A globalização humana caminha a par com a globalização viral. Na Idade Média os vírus viam-se na contingência de viajar de trem. Um vírus do século XXI já não viaja de trem. Apanha um avião num continente e, passadas horas, apeia-se num outro continente sem nada declarar ao pessoal alfandegário. Pelo caminho vai picando o ponto numa catrefa de nacionalidades, rumos, destinos... Admirável mundo novo. Por que criou Deus os vírus? A resposta a esta pergunta poderia gerar uma biblioteca inteira.
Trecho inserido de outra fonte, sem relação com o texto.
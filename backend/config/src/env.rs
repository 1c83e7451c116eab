//! Environment loading for `ClientConfig`.
//!
//! Empty variables are treated as unset.

use std::collections::HashMap;
use std::time::Duration;

use crate::schema::ClientConfig;

/// Base URL of the conversion API, e.g. `http://localhost:8080/api`.
pub const API_URL_VAR: &str = "PIC2WORD_API_URL";
/// Name used by the web frontend; read when `PIC2WORD_API_URL` is unset.
pub const LEGACY_API_URL_VAR: &str = "VITE_API_URL";
/// Request timeout in whole seconds.
pub const TIMEOUT_VAR: &str = "PIC2WORD_TIMEOUT_SECS";

#[derive(Debug, thiserror::Error)]
#[error("Invalid value {value:?} for env var \"{var_name}\": {reason}")]
pub struct EnvConfigError {
    pub var_name: String,
    pub value: String,
    pub reason: String,
}

impl ClientConfig {
    /// Load configuration from the process environment.
    pub fn from_env() -> Result<Self, EnvConfigError> {
        Self::from_env_map(&std::env::vars().collect())
    }

    /// Load configuration from a provided map (useful for testing).
    pub fn from_env_map(env: &HashMap<String, String>) -> Result<Self, EnvConfigError> {
        let mut config = ClientConfig::default();

        if let Some(base_url) = lookup(env, API_URL_VAR).or_else(|| lookup(env, LEGACY_API_URL_VAR)) {
            config = config.with_base_url(base_url);
        }

        if let Some(raw) = lookup(env, TIMEOUT_VAR) {
            let secs: u64 = raw.trim().parse().map_err(|e: std::num::ParseIntError| EnvConfigError {
                var_name: TIMEOUT_VAR.to_string(),
                value: raw.to_string(),
                reason: e.to_string(),
            })?;
            config = config.with_timeout(Duration::from_secs(secs));
        }

        Ok(config)
    }
}

fn lookup<'a>(env: &'a HashMap<String, String>, key: &str) -> Option<&'a str> {
    env.get(key).map(String::as_str).filter(|v| !v.trim().is_empty())
}
//! Config validation with field paths and user-friendly messages.

use thiserror::Error;
use url::Url;

use crate::schema::ClientConfig;

/// A config validation error with field path and message.
#[derive(Debug, Error)]
#[error("Config validation error at '{path}': {message}")]
pub struct ConfigValidationError {
    pub path: String,
    pub message: String,
}

/// A collection of validation errors found in one pass.
#[derive(Debug, Default)]
pub struct ValidationReport {
    pub errors: Vec<ConfigValidationError>,
    pub warnings: Vec<ConfigValidationError>,
}

impl ValidationReport {
    pub fn is_valid(&self) -> bool {
        self.errors.is_empty()
    }

    fn error(&mut self, path: impl Into<String>, message: impl Into<String>) {
        self.errors.push(ConfigValidationError { path: path.into(), message: message.into() });
    }

    fn warn(&mut self, path: impl Into<String>, message: impl Into<String>) {
        self.warnings.push(ConfigValidationError { path: path.into(), message: message.into() });
    }

    /// Emit every finding through `tracing`.
    pub fn log(&self) {
        for warning in &self.warnings {
            tracing::warn!(path = %warning.path, message = %warning.message, "Config warning");
        }
        for error in &self.errors {
            tracing::error!(path = %error.path, message = %error.message, "Config error");
        }
    }
}

/// Validate the config and return a report of all errors and warnings.
pub fn validate(config: &ClientConfig) -> ValidationReport {
    let mut report = ValidationReport::default();
    validate_base_url(config, &mut report);
    validate_timeout(config, &mut report);
    validate_content_type(config, &mut report);
    report
}

fn validate_base_url(config: &ClientConfig, report: &mut ValidationReport) {
    if config.base_url.is_empty() {
        report.warn("base_url", "No base URL set; requests use relative paths");
        return;
    }
    match Url::parse(&config.base_url) {
        Ok(url) if matches!(url.scheme(), "http" | "https") => {
            if url.host_str().is_none() {
                report.error("base_url", "Base URL has no host");
            }
        }
        Ok(url) => report.error("base_url", format!("Unsupported scheme '{}'", url.scheme())),
        Err(e) => report.error("base_url", format!("Not a valid URL: {e}")),
    }
}

fn validate_timeout(config: &ClientConfig, report: &mut ValidationReport) {
    if config.timeout.is_zero() {
        report.error("timeout", "Timeout must be greater than zero");
    }
}

fn validate_content_type(config: &ClientConfig, report: &mut ValidationReport) {
    if !config.content_type.trim().to_ascii_lowercase().starts_with("multipart/") {
        report.warn("content_type", "Submissions are multipart; a non-multipart default is unusual");
    }
}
Fiquemo-nos pelo primeiro parágrafo do preâmbulo, recorrendo ao Génesis:
«... Cada bicho da terra, cada pássaro do céu, e tudo aquilo que se move sobre a terra, e todos os peixes do mar – na tua mão eles estão entregues.»
Significativamente não foram mencionados os vírus. Seria  disparatada a inclusão dos mesmos a classe dos bichos. E não se movem sobre a terra. Também, em definitivo, não são pássaros nem peixes. Conclusão: já naquele tempo os vírus estavam fora do controlo do próprio Deus. Em consequência era-Lhe impossível (sim, a Ele, a Deus) entregá-los à mão humana, o que constituiria, repare-se, um ato mais próprio do demo. 
Aludi à Guerra dos Mundos a propósito do agente viral de que se fala. Foi-lhe atribuída a designação de "H1N1", um nome que parece inspirado nas impagáveis personagens robóticas de outra épica ficção científica, A Guerra das Estrelas. Lembram-se do rotundo "R2D2" (Artoo Detoo) e do luzente "C-3PO" (Threepio)? Pois deixaram descendência maléfica. Trágico que este não seja um novo filme de George Lucas. O filme é agora bem real, transmitido em direto nos telejornais. Não entram em cena robots paródicos. Darth Vader esconde-se sob a máscara da invisibilidade absoluta. E nem Deus tem mão nele.